▶ Dataset:
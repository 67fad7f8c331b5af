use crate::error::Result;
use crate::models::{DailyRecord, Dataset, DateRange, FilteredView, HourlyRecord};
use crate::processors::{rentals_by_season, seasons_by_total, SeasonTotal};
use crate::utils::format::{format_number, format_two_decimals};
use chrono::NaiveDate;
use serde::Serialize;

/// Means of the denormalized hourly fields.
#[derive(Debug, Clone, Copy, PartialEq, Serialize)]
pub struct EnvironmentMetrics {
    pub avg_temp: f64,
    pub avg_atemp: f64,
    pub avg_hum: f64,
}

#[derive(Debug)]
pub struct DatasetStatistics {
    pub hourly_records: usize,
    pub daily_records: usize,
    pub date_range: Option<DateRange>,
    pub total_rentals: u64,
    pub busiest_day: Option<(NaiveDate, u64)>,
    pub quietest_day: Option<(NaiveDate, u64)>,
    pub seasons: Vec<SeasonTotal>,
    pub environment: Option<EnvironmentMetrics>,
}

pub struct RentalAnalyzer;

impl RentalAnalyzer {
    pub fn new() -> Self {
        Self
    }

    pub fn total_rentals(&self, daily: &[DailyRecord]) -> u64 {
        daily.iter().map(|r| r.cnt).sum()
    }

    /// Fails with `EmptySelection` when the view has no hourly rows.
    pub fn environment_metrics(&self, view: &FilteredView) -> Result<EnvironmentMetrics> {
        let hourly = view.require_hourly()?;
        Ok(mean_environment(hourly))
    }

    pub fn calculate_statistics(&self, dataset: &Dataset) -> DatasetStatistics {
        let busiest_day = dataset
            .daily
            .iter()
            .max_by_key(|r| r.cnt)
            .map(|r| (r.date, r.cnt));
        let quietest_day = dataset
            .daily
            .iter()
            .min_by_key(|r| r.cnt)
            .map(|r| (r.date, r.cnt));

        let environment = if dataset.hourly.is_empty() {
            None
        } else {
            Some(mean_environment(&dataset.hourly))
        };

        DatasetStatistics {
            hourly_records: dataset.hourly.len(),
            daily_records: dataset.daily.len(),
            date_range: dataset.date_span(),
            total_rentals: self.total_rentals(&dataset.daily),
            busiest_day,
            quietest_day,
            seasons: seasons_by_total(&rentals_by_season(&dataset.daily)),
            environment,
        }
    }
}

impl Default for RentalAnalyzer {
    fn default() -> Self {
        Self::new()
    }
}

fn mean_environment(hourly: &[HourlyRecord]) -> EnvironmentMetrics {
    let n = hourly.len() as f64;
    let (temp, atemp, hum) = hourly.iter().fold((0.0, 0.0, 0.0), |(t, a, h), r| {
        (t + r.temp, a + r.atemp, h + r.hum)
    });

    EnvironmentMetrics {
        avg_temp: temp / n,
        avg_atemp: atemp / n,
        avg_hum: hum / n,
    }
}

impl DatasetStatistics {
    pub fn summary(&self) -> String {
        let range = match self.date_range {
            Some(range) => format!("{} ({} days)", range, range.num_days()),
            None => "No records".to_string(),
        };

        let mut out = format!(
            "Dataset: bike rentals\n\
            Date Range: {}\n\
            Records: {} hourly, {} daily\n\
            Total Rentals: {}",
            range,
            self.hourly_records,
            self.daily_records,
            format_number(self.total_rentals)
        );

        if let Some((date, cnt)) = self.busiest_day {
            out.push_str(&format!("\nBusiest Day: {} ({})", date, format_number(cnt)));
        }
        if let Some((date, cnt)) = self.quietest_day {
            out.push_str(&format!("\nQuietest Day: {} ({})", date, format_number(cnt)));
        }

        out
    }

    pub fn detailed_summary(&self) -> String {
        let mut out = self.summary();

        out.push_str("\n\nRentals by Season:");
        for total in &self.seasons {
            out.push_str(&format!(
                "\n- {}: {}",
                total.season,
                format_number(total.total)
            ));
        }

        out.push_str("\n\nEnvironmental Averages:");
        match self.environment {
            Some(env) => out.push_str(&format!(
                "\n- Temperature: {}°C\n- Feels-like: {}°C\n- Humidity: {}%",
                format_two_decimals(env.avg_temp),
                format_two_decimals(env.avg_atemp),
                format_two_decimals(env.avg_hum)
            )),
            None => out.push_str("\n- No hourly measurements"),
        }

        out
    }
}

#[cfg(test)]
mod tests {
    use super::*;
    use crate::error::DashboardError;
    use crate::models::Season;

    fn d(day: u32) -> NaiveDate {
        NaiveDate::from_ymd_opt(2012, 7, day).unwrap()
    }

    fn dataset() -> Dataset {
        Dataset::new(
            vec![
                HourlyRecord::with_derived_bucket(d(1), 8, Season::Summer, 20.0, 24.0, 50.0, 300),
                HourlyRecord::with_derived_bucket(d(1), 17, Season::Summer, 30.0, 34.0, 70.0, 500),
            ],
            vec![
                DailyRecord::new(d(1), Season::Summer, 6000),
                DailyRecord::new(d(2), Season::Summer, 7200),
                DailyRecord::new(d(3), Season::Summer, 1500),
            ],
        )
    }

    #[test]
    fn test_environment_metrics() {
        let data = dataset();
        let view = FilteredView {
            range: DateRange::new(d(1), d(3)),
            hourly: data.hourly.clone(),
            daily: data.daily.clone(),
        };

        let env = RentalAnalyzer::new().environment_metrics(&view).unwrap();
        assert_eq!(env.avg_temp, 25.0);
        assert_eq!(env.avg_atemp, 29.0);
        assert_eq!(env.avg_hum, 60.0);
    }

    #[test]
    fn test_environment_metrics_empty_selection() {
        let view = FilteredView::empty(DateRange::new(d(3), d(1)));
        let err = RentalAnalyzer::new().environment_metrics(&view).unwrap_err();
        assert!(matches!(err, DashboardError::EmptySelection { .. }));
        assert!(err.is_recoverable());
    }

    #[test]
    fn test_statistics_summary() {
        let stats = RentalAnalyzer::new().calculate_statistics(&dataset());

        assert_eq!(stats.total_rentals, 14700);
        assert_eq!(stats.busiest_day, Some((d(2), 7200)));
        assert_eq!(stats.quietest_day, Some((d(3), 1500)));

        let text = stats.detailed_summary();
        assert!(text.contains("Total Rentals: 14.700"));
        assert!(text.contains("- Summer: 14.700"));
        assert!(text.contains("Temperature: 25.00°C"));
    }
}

==

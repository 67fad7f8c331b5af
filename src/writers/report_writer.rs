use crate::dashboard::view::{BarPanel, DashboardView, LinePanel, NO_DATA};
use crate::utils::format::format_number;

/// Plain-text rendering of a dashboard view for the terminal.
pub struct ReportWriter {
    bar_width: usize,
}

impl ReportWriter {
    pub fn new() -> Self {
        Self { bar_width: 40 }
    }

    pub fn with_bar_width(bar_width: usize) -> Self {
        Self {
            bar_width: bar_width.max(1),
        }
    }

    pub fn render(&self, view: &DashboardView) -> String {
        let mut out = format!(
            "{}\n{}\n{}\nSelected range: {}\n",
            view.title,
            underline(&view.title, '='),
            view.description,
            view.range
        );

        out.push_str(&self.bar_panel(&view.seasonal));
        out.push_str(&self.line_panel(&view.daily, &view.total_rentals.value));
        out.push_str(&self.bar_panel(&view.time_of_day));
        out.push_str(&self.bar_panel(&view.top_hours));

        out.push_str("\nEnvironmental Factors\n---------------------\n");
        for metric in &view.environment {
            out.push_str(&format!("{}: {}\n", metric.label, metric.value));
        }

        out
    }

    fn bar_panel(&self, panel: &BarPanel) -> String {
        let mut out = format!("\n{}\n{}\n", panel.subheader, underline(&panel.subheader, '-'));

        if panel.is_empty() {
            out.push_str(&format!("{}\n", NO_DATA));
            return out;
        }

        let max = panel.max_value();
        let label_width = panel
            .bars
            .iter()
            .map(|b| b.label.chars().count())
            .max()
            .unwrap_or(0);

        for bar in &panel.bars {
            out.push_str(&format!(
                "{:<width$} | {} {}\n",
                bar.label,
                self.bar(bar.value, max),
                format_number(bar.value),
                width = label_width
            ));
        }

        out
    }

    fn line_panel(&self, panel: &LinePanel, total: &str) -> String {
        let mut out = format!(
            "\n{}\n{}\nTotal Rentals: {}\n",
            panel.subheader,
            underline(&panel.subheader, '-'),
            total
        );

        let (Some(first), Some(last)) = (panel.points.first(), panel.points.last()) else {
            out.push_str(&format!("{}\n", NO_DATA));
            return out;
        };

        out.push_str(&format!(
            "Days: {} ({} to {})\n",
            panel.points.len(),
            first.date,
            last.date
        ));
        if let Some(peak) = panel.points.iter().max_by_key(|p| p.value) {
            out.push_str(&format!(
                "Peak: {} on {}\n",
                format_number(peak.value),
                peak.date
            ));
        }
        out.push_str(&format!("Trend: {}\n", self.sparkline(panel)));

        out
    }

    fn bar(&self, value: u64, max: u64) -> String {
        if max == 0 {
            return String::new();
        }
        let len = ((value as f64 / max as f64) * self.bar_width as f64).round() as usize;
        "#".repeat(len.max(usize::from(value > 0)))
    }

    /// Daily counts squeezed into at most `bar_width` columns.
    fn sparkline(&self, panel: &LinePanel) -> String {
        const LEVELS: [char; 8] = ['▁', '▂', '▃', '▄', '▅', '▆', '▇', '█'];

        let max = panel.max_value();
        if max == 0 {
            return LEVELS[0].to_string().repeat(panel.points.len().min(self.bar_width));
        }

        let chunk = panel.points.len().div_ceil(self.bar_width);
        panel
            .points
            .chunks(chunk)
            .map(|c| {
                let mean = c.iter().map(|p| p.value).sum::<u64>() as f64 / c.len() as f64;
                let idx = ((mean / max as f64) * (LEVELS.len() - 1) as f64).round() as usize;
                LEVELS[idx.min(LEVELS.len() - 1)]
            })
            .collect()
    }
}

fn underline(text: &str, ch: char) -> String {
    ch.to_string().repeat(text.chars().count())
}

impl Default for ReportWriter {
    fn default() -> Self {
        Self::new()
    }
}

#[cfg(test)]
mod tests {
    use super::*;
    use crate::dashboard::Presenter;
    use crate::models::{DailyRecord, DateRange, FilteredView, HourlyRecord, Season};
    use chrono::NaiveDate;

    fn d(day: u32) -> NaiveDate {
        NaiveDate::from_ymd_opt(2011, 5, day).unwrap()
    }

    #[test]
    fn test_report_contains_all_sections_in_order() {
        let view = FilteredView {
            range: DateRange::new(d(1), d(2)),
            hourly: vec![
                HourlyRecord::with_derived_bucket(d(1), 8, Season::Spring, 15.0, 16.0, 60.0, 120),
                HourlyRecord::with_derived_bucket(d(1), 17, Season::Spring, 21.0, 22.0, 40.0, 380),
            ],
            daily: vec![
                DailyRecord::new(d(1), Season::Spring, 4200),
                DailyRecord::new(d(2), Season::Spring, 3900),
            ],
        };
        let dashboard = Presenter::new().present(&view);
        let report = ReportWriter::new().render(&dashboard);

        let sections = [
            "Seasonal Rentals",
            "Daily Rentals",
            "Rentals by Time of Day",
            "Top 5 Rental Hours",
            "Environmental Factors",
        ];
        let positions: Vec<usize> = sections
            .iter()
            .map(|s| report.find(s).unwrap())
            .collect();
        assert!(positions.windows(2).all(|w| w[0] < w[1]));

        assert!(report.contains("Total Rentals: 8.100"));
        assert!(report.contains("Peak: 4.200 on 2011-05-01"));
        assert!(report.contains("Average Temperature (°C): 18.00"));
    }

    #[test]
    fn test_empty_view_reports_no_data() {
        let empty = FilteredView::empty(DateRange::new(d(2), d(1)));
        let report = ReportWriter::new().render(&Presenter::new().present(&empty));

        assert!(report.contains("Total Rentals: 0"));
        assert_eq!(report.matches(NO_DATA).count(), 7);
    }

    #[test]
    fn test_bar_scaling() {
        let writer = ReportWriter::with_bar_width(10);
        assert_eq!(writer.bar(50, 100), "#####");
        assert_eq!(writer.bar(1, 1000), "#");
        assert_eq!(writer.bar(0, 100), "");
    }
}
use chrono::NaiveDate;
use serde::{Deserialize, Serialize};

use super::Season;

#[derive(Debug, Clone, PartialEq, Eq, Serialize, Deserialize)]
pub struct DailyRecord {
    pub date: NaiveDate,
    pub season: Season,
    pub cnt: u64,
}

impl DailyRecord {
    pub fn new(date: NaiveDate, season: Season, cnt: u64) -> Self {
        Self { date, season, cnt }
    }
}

* * *

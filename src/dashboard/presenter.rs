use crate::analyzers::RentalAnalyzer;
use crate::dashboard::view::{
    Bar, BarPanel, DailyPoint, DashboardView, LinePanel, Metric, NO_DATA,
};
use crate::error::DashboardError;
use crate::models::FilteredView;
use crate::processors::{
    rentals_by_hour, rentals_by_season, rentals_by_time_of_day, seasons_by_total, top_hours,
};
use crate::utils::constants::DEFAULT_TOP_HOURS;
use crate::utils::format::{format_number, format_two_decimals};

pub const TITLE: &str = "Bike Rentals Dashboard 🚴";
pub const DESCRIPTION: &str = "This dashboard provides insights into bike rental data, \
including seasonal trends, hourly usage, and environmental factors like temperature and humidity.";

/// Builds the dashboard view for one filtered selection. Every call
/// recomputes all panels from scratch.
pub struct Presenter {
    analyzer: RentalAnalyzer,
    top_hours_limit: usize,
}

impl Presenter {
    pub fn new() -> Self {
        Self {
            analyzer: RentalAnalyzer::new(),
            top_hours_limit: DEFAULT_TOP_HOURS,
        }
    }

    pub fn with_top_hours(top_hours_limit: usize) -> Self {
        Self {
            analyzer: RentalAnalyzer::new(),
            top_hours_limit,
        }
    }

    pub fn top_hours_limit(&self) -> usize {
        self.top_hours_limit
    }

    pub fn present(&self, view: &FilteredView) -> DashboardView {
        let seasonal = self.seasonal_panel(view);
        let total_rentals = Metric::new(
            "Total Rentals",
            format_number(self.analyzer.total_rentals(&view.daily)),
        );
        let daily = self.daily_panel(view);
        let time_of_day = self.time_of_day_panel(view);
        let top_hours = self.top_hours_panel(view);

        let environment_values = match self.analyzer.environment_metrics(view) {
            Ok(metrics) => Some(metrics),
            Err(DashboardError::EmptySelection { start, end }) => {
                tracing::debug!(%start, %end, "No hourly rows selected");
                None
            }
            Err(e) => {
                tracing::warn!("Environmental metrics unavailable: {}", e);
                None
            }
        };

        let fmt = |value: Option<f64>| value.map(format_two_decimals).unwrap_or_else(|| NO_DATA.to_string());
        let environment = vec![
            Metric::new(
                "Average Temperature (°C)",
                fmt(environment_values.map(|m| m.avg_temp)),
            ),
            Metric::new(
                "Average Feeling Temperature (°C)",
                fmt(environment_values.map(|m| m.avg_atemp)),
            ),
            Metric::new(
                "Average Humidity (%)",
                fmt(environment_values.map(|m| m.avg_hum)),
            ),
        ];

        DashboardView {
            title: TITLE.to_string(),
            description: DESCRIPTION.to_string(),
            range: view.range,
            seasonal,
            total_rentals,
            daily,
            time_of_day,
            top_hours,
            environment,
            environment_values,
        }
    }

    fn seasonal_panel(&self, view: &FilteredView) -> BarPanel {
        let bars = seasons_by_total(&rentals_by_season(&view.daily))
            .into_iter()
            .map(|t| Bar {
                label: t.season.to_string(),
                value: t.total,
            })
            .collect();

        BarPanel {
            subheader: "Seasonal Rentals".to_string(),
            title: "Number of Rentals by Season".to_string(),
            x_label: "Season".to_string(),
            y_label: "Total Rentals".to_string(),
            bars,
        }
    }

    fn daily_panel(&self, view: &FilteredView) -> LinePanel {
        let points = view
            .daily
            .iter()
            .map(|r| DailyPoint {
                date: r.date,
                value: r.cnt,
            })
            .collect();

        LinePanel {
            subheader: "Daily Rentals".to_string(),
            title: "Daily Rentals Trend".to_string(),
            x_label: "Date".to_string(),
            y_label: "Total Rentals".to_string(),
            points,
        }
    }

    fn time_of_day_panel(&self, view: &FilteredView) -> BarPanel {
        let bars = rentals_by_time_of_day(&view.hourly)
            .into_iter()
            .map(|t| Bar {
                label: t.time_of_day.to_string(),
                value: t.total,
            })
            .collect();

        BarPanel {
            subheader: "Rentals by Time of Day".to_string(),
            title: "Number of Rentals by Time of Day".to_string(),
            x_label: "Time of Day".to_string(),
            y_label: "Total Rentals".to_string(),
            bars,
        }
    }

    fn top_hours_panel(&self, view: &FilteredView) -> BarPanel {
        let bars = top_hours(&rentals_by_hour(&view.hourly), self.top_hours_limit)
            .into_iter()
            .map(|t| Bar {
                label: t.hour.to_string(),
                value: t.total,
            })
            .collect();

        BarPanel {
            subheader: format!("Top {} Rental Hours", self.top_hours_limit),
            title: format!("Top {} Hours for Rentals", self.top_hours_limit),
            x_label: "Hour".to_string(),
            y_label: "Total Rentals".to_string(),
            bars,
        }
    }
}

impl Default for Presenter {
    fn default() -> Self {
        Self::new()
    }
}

▶ Exercise prompt:
Give only a number: how many lines of the data hold the string "repeat"?

▶ Written response:
3